Rating: 4.5 star rating

Tags : CurryVegetarian RecipesBread RecipesSouth-africa Recipes


If you are used to traditional rotis (see my roti recipe for an example) then the Durban style roti is a little different. Easy to make and packed with butter flavour it’s thicker and more absorbent. Essentially, it’s meant for mopping up curry gravies.

These are excellent for parties, as the dough can be made the day before and refrigerated over night. You can also prepare the rotis the day before, keep them in the refrigerator and then warm them up again just before serving.

Ingredients:

240g (2 cups) fine cake flour
Pinch of salt
190ml (3/4 cup) water
150g (1/3 lb) butter, chilled
Vegetable oil, for frying

Method:

Sift together the flour and salt into a bowl. Form a well in the centre, add the water and mix with a wooden spoon. Bring the ingredients together and knead to form a soft dough. If the dough feels too dry, add a little water. If too wet add a little more flour. You may need to adjust depending on how dry your flour is.

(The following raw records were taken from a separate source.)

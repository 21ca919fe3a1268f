use thiserror::Error;

#[derive(Error, Debug)]
pub enum DomError {
    #[error("malformed XML: {0}")]
    XmlParse(#[from] roxmltree::Error),

    #[error("failed to write XML: {0}")]
    QuickXml(#[from] quick_xml::Error),

    #[error("I/O error: {0}")]
    Io(#[from] std::io::Error),

    #[error("serialized document is not UTF-8: {0}")]
    Utf8(#[from] std::string::FromUtf8Error),

    /// An edit that would break the tree, such as moving a node below itself.
    #[error("invalid tree edit: {0}")]
    Structure(String),
}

Divide the dough into eight equal portions. Oil your work surface, take the first piece of dough, grease your rolling pin and roll out into a 20cm (8 in) disk. Using the tip of a sharp knife break off about 10 small pieces of butter and dot these evenly over the dough.

Take one end of the dough and begin rolling the dough up into a sausage shape.

Now coil the sausage into a snail and transfer to an air-tight container. Repeat with the remaining dough. Once you have eight snails of dough cover the container and refrigerate for 90 minutes.

After this time, grease your work surface once more. Taking each dough snail at a time, roll the dough out into disks about 15cm (6 in) in diameter. Once all the rotis have been rolled out brush a pan with a little oil or ghee. Add your first roti and cook for 1 minute, or until the dough is golden with a few darker spots. Flip over and cook on the other side.

Repeat with the remaining rotis. Serve as an accompaniment.